In last month’s issue we provided insights into the methodology of pricing your Katahdin Cedar Log Home. Today, we reverse the mirror and look at pricing from the customer’s prospective, courtesy of two of our dealers, Bill Ryan, owner of North Point Contracting in Arundel, Me., and Christine Beausoleil owner of Custom Dream Homes of Pembroke, N.H. We also spoke with Shannon Hersey, Log Home Planning Specialist, based in Oakfield at Katahdin’s headquarters. All have built a loyal customer base over many years of guiding homeowners through the experience of building a log home.
Because pricing is one of the very first questions most customers have, it can be a delicate icebreaker. “I always ask about a customer’s budget first thing,” said Beausoleil. “It can be uncomfortable, but if we don’t get that information upfront, then they are set up for disappointment,” she explained. “We want to stay realistic.” Beausoleil went on to explain that like each client, each budget is different. “We don’t aim to exceed budget, but to meet it and stay realistic.”

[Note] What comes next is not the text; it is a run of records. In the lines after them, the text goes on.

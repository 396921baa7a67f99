//! Messaging platform boundary.
//!
//! The chatbot only talks to Discord through [`Gateway`], which keeps the
//! interaction logic independent of serenity types.

mod discord;

use crate::error::Result;

pub use discord::DiscordGateway;

/// Auto-archive duration for threads the bot opens.
pub const THREAD_AUTO_ARCHIVE_MINUTES: u16 = 60;

/// Inbound message as seen by the chatbot.
#[derive(Debug, Clone)]
pub struct Inbound {
    pub id: u64,
    pub author_id: u64,
    pub author_name: String,
    pub author_is_bot: bool,
    pub content: String,
    pub channel_id: u64,
    pub guild_id: Option<u64>,
    pub in_thread: bool,
    pub reference: Option<u64>,
}

/// A message looked up by id, used to resolve replies.
#[derive(Debug, Clone, PartialEq, Eq)]
pub struct FetchedMessage {
    pub author_id: u64,
    pub content: String,
}

/// Who the bot is on the platform.
#[derive(Debug, Clone, Default)]
pub struct BotIdentity {
    pub user_id: u64,
    pub role_ids: Vec<u64>,
}

impl BotIdentity {
    /// Mention tokens that address the bot directly or through one of its roles.
    #[must_use]
    pub fn mention_tokens(&self) -> Vec<String> {
        let mut tokens = vec![
            format!("<@{}>", self.user_id),
            format!("<@!{}>", self.user_id),
        ];
        tokens.extend(self.role_ids.iter().map(|role| format!("<@&{role}>")));
        tokens
    }

    #[must_use]
    pub fn is_mentioned_in(&self, text: &str) -> bool {
        self.mention_tokens()
            .iter()
            .any(|token| text.contains(token.as_str()))
    }

    /// Remove every mention of the bot and trim what is left.
    #[must_use]
    pub fn strip_mentions(&self, text: &str) -> String {
        self.mention_tokens()
            .iter()
            .fold(text.to_string(), |acc, token| acc.replace(token.as_str(), ""))
            .trim()
            .to_string()
    }
}

/// Outbound operations the chatbot needs from the platform.
///
/// Uses native async fn in traits; implementors may write `async fn`.
pub trait Gateway: Send + Sync {
    /// Best-effort typing indicator.
    fn broadcast_typing(&self, channel_id: u64) -> impl Future<Output = Result<()>> + Send;

    /// Send `text` to the channel, optionally as a reply to `reply_to`.
    fn send_message(
        &self,
        channel_id: u64,
        reply_to: Option<u64>,
        text: &str,
    ) -> impl Future<Output = Result<()>> + Send;

    fn fetch_message(
        &self,
        channel_id: u64,
        message_id: u64,
    ) -> impl Future<Output = Result<FetchedMessage>> + Send;

    /// Open a private thread in the channel and return its id.
    fn create_private_thread(
        &self,
        channel_id: u64,
        name: &str,
        auto_archive_minutes: u16,
    ) -> impl Future<Output = Result<u64>> + Send;
}

#[cfg(test)]
mod tests {
    use super::*;

    fn identity() -> BotIdentity {
        BotIdentity {
            user_id: 42,
            role_ids: vec![7],
        }
    }

    #[test]
    fn detects_user_nickname_and_role_mentions() {
        let bot = identity();
        assert!(bot.is_mentioned_in("<@42> hello"));
        assert!(bot.is_mentioned_in("hey <@!42>"));
        assert!(bot.is_mentioned_in("<@&7> anyone?"));
        assert!(!bot.is_mentioned_in("<@43> hello"));
        assert!(!bot.is_mentioned_in("<@&8> anyone?"));
    }

    #[test]
    fn strips_mentions_and_whitespace() {
        let bot = identity();
        assert_eq!(bot.strip_mentions("<@42> hello"), "hello");
        assert_eq!(bot.strip_mentions(" <@&7>  what is rust? <@!42>"), "what is rust?");
        assert_eq!(bot.strip_mentions("<@1> hi"), "<@1> hi");
    }
}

Ryan noted that his customers want “a general rule of thumb” for overall costs. Even that can get tricky, as the land and infrastructure can provide significant unknowns, such as ledge, well drilling, and other factors. The size of the footprint of a home can also increase costs without really adding equivalent livable space he noted. A single-story 2,500 square foot home can have considerably more foundation, wiring, plumbing and other costs when compared to a two-story home with the same square footage. He finds that there’s a sweet spot of around $250,000 to $275,000 that really delivers the best “bang for the buck.” Sometimes, saving $50,000 on a home design can feel like $200,000 less.
“Most people come in with a plan in mind,” said Hersey. Customers can also arrive with some misconceptions. There are so many factors involved in pricing, “it’s important not to focus too hard on the bottom line price,” she explained. Since each log home is a custom design, pricing can take a few go-arounds to balance desires and budget. “Some folks have been led to believe that cedar logs make it more expensive, which is not true,” Hersey said. Because Katahdin is one of the largest processors of Northern White Cedar in North America, we don’t have to special-order cedar logs like other predominantly pine log home companies. “The on-site labor savings that our packages provide also enable us to be very competitive in total log home cost,” she added, referring to the pre-cut, predrilled computerized logs manufactured by Katahdin.
Log Package and Total Cost
When allocating a share of the total cost, customers come to understand that the log package is generally about a third of the total cost, excluding land. The balance of land and infrastructure, finishing details, labor, kitchen and bath fixtures and other amenities can determine the direction of designing and constructing a log home package. This conversation relies on a dealer’s experience and their ability to understand the personalities of the customers.
“One thing I tell my customers is that this relationship will be like being married for the time it takes to go from drawings to a finished Katahdin log home,” Beausoleil explains. She relies heavily on her sense of the customer’s likes and dislikes to guide them toward solutions that work within their budget. “For example, once I’ve spent some time with a customer, I can tailor the conversation to either shopping at the Sears Outlet for scratch and dent appliances or reviewing custom cabinetry options. It’s all about getting into a customer’s head to understand how to meet his or her needs,” she added.
Hersey also takes cues from what a customer tells her. “It’s all about a customer being honest about their budget,” she explained. One way to better understand one’s budget is to visit a mortgage lender and get pre-qualified. For many people that is the reality check, based on the totality of their financial picture. “The sooner we get the complete picture of the budget, the easier it is to assist a customer in translating their needs and wants into a Katahdin package they will be happy with.”
Ryan also noted that there are a few aspects that can either save money or significantly increase costs because of the labor involved in achieving the desired result. For example, smaller dog house-style dormers can add exterior interest to a roofline, as well as add light into a second floor or loft area. However, dormers can add hours of labor costs onsite. Ryan noted that perhaps a better way to use that money is to construct fewer, but larger, dormers or use skylights to add light into upper floors.
Each of the dealers noted that the pricing process may take a few rounds of estimates, with sometimes significant fine-tuning along the way. While each of their approaches were a little different, the end result is their desire to provide the Katahdin log home their customers desire within a reasonable budget.